» **WHAT IS REQUIRED**
Instruction for the entries that follow: retype exactly the lines from the line with "pub mod networking;" to the line with "that component's module.", both included, and omit all others.
##############################
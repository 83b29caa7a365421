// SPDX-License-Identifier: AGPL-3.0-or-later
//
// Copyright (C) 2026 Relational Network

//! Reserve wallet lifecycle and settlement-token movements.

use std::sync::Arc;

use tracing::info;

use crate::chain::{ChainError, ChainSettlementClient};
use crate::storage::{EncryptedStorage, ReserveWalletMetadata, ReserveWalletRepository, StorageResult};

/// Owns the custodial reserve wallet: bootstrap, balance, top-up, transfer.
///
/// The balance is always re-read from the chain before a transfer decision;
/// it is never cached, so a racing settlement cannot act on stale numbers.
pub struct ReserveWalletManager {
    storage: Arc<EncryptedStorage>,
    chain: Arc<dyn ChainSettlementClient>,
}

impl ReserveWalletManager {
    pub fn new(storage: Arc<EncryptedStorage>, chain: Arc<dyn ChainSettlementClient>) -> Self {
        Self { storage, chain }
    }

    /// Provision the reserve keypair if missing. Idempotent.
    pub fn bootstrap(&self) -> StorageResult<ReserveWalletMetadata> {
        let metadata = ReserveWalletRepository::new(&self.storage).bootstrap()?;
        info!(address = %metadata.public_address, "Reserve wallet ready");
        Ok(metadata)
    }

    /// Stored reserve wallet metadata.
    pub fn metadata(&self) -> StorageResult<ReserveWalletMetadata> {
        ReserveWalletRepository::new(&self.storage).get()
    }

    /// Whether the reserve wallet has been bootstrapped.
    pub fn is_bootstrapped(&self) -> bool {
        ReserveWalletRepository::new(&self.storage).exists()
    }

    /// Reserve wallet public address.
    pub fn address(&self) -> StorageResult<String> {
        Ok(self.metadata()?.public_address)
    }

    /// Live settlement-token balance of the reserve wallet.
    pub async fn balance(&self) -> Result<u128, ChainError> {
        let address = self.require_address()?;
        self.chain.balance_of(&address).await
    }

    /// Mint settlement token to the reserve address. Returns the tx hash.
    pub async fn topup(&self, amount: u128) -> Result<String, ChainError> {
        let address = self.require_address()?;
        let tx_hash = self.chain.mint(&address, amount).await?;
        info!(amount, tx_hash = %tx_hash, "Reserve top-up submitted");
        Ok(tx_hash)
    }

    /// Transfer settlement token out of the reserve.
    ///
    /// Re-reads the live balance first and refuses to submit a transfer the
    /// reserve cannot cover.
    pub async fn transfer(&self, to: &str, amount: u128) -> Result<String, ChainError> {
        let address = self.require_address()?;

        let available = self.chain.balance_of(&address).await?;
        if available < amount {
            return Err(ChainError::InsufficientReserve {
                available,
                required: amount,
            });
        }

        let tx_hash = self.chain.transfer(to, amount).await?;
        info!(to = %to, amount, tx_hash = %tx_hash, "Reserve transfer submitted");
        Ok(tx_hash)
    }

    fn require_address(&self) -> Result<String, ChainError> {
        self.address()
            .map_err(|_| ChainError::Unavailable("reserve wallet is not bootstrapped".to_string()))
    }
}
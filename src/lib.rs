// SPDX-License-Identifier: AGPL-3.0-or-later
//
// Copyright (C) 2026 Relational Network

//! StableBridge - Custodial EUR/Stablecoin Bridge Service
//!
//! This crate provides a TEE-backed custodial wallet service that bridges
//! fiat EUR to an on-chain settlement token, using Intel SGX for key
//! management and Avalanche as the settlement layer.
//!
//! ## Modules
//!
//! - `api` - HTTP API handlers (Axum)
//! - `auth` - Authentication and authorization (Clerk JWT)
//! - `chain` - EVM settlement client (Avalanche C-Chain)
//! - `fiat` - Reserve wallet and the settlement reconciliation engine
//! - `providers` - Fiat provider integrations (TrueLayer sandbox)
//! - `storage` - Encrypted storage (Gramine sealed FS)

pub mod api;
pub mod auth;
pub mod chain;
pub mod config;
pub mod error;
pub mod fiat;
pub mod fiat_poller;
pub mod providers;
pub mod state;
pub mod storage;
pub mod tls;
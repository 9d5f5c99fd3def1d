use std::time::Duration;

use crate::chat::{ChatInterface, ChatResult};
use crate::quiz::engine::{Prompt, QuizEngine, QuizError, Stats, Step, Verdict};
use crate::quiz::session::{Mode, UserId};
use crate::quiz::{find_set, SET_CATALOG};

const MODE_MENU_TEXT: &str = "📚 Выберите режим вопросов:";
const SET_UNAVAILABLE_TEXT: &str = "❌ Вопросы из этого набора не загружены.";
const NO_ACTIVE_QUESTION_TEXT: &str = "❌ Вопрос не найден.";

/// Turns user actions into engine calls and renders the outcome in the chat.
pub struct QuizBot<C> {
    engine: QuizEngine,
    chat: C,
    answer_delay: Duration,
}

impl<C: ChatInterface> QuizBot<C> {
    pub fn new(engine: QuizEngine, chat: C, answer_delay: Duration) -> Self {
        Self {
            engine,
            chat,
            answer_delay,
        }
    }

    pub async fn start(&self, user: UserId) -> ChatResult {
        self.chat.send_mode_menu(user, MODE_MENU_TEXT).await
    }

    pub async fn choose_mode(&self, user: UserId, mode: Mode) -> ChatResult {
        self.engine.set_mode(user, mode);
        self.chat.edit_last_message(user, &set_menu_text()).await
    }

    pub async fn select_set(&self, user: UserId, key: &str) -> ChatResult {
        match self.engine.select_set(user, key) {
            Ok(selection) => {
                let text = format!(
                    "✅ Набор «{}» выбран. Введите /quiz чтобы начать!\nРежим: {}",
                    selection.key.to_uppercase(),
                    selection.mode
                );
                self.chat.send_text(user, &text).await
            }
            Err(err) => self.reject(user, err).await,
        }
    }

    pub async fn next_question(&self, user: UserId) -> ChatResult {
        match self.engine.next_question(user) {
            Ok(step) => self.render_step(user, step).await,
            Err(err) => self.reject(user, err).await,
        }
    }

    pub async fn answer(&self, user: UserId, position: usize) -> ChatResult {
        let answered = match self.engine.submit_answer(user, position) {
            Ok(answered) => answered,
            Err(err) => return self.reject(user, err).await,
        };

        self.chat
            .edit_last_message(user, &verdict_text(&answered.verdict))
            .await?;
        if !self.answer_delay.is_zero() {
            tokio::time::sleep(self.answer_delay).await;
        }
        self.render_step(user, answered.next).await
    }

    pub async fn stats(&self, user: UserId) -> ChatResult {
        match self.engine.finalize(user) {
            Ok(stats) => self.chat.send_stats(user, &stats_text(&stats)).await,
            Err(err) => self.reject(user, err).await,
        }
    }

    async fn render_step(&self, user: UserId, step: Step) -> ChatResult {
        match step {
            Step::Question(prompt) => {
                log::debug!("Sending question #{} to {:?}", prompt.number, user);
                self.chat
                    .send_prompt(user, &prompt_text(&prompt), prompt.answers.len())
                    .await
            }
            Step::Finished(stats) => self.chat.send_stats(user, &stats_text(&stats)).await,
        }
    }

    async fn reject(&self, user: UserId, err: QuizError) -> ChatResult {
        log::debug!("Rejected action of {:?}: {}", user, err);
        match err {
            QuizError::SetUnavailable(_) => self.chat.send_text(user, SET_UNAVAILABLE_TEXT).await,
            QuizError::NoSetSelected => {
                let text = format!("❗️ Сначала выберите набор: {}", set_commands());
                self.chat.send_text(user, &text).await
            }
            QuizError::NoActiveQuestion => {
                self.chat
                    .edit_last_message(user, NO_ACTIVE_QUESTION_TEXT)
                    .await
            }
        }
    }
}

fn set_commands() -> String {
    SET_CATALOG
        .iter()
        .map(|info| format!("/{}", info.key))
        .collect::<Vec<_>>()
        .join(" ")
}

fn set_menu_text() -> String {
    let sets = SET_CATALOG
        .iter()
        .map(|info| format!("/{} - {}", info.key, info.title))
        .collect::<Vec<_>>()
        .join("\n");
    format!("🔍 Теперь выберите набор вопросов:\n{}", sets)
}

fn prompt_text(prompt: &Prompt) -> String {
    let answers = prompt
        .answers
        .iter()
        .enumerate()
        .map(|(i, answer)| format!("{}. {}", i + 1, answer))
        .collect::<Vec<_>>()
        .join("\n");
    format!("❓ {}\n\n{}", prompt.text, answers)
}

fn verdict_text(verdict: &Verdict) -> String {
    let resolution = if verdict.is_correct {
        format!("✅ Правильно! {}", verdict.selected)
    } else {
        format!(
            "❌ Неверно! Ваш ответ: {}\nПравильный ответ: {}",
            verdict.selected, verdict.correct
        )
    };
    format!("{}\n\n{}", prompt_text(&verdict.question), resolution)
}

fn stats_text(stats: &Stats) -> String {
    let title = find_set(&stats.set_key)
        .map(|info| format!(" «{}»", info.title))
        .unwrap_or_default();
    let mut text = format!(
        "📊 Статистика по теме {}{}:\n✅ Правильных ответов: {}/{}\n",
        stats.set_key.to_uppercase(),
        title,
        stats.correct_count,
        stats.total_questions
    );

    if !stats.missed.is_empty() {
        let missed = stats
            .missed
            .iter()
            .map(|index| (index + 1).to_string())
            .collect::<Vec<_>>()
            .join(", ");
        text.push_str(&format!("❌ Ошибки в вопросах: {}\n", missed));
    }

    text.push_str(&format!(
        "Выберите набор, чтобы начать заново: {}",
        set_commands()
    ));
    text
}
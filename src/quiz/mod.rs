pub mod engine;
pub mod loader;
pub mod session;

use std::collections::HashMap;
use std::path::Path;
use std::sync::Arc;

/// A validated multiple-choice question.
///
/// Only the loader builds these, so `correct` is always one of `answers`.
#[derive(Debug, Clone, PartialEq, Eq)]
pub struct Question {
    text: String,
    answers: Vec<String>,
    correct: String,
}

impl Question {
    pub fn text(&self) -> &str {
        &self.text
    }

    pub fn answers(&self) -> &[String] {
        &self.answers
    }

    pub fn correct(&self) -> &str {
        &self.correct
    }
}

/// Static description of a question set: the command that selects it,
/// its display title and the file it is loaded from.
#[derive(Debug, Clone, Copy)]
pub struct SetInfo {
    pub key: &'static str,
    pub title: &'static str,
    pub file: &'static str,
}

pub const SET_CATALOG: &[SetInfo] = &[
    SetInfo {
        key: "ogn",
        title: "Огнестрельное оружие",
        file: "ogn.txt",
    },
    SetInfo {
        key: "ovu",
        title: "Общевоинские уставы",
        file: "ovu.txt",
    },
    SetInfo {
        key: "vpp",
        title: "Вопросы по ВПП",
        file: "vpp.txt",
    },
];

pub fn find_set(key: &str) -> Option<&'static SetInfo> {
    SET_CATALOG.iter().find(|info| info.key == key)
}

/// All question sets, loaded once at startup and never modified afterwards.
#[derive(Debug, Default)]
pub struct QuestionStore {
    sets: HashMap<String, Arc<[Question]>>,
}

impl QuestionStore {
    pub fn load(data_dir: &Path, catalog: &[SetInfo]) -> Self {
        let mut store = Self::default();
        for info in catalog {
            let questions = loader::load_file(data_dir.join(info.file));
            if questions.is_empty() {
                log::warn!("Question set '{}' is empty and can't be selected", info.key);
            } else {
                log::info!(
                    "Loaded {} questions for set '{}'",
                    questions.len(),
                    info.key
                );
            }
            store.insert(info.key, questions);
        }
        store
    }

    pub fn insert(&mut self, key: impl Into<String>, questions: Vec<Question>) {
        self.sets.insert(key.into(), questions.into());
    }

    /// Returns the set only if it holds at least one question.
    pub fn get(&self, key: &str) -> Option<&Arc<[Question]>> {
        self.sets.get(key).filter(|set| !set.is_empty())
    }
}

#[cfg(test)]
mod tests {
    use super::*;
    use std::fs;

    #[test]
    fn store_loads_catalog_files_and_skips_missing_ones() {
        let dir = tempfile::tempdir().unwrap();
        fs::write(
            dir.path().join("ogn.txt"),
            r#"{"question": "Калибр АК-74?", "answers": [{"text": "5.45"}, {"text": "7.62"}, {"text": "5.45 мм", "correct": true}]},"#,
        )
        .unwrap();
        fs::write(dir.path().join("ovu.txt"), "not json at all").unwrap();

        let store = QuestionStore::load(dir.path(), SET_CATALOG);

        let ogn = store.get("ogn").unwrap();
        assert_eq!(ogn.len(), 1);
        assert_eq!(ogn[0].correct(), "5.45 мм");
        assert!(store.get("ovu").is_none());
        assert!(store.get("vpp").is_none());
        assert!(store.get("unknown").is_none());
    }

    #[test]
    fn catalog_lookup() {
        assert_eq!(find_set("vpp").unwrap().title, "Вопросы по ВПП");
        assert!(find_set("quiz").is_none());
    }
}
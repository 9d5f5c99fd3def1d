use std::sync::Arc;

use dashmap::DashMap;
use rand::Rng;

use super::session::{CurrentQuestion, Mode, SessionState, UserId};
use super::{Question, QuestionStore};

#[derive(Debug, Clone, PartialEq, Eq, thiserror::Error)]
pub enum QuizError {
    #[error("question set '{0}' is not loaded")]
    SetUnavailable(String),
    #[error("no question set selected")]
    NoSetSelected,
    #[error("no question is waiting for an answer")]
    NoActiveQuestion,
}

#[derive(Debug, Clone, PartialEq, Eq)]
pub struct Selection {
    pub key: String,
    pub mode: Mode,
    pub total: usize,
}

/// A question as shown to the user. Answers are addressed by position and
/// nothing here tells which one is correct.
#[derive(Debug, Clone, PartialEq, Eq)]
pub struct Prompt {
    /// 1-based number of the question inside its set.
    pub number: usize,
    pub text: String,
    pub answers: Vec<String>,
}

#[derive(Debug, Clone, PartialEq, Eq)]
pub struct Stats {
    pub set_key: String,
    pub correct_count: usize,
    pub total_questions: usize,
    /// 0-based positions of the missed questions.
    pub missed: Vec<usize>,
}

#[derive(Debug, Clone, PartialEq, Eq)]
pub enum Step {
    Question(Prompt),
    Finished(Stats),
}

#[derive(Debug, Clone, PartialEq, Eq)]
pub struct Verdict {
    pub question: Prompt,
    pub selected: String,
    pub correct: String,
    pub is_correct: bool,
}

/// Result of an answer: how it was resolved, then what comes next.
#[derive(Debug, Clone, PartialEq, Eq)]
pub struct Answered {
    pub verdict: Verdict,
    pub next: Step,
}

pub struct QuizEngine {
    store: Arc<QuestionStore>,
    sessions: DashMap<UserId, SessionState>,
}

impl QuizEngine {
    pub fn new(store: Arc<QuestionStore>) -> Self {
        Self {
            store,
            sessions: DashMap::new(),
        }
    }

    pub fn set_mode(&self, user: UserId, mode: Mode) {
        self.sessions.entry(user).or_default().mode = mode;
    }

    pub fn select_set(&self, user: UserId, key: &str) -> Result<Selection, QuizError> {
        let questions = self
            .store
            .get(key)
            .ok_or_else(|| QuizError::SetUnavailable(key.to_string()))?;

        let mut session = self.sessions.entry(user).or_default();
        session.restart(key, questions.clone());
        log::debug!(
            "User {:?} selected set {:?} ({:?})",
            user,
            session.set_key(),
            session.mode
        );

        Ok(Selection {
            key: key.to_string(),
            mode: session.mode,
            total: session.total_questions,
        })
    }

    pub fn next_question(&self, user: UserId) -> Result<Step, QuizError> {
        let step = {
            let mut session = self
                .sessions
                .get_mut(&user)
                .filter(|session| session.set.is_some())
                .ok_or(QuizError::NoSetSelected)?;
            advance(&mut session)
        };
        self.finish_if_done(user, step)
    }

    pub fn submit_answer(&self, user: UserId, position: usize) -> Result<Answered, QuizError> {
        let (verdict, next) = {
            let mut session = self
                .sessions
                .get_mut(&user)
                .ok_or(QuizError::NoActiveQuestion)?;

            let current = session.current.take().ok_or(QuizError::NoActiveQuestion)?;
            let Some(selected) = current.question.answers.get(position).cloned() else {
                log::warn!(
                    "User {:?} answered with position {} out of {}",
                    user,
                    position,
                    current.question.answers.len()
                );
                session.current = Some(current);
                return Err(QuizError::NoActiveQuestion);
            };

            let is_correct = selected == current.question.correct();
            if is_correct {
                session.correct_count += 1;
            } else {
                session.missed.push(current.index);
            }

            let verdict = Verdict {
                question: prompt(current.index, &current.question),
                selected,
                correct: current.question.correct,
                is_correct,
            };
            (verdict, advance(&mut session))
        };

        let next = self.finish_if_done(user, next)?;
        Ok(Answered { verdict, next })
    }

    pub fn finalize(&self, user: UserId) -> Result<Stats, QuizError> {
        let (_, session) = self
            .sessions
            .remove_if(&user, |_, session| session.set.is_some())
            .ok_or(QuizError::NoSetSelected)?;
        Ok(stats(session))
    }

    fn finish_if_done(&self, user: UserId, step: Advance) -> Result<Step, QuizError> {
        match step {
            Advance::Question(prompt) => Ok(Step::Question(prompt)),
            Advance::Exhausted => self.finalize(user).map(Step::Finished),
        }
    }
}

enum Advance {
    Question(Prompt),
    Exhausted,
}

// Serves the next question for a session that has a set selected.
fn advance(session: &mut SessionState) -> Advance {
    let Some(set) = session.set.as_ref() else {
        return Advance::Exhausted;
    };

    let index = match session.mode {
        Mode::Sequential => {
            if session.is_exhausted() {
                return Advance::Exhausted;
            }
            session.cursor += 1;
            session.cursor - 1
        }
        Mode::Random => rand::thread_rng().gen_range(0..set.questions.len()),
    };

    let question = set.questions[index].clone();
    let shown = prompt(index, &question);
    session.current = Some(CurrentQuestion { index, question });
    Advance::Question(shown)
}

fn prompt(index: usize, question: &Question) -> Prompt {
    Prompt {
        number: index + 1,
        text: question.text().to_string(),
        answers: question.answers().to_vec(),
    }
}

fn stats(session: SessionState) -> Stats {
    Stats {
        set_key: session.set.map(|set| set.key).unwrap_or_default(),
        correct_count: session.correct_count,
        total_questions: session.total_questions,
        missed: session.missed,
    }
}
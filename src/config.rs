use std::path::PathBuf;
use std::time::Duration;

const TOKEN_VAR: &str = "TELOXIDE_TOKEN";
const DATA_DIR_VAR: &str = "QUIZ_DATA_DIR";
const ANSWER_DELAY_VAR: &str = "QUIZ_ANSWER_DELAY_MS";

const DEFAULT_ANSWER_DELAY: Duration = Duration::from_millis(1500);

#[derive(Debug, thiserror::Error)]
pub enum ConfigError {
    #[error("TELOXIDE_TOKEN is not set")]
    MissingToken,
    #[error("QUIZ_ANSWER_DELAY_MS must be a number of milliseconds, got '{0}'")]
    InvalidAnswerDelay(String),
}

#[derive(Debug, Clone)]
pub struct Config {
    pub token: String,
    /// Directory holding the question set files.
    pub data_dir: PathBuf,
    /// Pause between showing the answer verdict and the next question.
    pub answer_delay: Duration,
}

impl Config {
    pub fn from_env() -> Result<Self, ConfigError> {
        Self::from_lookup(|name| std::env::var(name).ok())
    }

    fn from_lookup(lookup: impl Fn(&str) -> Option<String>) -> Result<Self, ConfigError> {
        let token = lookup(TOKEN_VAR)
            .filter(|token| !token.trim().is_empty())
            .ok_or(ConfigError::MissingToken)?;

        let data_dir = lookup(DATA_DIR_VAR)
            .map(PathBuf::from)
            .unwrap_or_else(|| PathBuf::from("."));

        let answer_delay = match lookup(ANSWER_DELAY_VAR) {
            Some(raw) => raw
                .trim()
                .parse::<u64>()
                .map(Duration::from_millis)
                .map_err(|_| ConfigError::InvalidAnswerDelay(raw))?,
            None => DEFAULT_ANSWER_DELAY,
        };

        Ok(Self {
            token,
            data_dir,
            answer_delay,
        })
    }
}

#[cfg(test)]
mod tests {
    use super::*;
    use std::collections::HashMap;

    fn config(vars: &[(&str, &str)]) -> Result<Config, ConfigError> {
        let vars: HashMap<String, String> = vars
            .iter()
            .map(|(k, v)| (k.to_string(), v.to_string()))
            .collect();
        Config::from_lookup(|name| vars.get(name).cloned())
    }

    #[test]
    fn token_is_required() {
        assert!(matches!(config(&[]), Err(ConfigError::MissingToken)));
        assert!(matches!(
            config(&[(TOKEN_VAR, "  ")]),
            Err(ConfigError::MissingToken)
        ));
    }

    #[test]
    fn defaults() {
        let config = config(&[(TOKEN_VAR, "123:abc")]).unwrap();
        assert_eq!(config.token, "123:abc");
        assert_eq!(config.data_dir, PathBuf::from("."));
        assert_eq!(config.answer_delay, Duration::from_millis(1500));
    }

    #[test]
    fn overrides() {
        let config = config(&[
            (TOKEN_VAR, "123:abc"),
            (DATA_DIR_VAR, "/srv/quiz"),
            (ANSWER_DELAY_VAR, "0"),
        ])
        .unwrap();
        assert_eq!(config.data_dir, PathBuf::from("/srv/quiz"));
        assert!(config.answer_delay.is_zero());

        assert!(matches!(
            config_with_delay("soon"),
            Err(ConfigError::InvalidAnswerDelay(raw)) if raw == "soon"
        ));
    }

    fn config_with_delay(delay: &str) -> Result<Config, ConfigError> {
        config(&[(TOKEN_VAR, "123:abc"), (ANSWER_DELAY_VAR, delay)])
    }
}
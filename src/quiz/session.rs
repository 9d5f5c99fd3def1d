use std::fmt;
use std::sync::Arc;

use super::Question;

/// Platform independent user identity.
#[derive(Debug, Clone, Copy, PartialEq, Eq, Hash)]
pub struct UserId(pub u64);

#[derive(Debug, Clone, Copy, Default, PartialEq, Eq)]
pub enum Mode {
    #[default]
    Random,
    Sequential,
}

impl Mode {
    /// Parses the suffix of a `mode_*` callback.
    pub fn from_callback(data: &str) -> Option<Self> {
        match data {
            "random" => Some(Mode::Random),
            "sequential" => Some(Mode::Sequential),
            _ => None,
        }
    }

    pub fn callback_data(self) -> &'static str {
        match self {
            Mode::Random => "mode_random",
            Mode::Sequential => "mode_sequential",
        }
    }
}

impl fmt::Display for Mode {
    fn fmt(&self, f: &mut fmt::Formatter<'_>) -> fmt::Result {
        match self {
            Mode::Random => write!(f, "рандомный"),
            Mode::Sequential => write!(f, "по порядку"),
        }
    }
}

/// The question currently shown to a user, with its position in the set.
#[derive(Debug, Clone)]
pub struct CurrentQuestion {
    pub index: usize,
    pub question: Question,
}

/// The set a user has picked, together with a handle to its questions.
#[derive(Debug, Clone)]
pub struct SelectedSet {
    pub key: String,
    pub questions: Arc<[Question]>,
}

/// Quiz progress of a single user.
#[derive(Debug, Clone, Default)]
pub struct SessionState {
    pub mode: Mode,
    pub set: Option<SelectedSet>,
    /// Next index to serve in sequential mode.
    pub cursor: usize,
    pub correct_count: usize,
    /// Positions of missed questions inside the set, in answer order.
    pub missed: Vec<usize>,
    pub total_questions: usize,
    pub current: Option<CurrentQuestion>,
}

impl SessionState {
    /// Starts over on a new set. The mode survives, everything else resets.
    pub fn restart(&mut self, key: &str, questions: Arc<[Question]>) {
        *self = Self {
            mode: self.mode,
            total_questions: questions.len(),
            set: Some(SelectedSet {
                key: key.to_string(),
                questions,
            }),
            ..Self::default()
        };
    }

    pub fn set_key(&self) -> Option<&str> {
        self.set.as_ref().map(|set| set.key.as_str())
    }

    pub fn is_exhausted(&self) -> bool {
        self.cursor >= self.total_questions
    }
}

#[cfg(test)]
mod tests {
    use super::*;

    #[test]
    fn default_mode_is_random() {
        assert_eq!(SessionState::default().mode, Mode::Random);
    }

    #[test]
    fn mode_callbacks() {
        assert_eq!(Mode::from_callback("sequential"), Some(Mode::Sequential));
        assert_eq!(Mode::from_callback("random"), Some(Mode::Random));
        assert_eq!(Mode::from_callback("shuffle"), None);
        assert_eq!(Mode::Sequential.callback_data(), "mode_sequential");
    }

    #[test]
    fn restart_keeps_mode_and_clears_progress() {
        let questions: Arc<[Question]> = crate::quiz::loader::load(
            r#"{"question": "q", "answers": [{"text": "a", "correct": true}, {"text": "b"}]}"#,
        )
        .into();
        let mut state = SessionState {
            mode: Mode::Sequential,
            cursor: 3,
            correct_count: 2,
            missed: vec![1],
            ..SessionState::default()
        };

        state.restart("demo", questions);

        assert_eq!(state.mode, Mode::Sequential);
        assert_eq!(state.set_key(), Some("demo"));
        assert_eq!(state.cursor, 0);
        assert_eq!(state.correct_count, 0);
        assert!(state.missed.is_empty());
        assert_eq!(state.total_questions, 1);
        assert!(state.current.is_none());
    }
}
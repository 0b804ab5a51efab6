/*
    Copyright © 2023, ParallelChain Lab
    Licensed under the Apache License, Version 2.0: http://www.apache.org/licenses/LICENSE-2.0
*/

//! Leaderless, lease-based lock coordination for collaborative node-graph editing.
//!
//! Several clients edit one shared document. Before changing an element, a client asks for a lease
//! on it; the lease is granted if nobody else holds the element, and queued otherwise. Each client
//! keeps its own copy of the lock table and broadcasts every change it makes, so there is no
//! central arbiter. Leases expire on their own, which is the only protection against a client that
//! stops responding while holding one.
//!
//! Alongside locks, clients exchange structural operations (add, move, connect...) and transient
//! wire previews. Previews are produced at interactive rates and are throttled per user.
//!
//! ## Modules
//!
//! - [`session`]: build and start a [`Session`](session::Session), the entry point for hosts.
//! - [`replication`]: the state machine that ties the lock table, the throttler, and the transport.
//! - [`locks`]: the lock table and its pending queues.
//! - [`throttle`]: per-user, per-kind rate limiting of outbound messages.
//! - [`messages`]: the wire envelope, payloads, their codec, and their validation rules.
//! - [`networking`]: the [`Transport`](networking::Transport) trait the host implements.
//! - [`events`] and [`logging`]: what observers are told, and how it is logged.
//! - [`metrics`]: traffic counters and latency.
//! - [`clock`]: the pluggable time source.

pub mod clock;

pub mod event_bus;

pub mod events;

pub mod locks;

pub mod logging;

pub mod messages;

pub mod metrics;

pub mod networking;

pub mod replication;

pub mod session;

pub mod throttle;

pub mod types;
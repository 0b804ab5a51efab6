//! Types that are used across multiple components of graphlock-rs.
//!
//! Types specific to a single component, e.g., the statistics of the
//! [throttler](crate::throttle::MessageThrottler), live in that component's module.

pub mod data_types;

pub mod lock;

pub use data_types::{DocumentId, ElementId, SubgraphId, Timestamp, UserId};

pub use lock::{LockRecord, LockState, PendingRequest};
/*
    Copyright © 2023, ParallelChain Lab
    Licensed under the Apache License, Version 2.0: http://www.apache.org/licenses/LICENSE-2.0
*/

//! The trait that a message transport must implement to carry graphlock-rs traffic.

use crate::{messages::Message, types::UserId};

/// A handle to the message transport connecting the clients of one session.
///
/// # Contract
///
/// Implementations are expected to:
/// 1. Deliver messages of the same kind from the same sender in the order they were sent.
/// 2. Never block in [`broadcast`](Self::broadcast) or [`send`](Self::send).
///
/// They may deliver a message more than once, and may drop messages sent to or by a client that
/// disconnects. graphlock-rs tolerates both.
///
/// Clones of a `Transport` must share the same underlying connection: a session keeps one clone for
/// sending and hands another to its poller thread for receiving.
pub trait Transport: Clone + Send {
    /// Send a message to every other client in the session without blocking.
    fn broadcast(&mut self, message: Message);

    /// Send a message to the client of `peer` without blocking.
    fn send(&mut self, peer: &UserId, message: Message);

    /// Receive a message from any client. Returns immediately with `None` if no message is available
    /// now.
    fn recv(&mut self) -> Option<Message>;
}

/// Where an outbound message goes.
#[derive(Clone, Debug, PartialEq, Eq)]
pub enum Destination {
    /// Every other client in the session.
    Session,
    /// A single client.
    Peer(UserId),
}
##############################
» **EXERCISE SOLUTION**
pub mod networking;

pub mod replication;

pub mod session;

pub mod throttle;

pub mod types;
repository 0b804ab5a51efab6
//! Types that are used across multiple components of graphlock-rs.
//!
//! Types specific to a single component, e.g., the statistics of the
//! [throttler](crate::throttle::MessageThrottler), live in that component's module.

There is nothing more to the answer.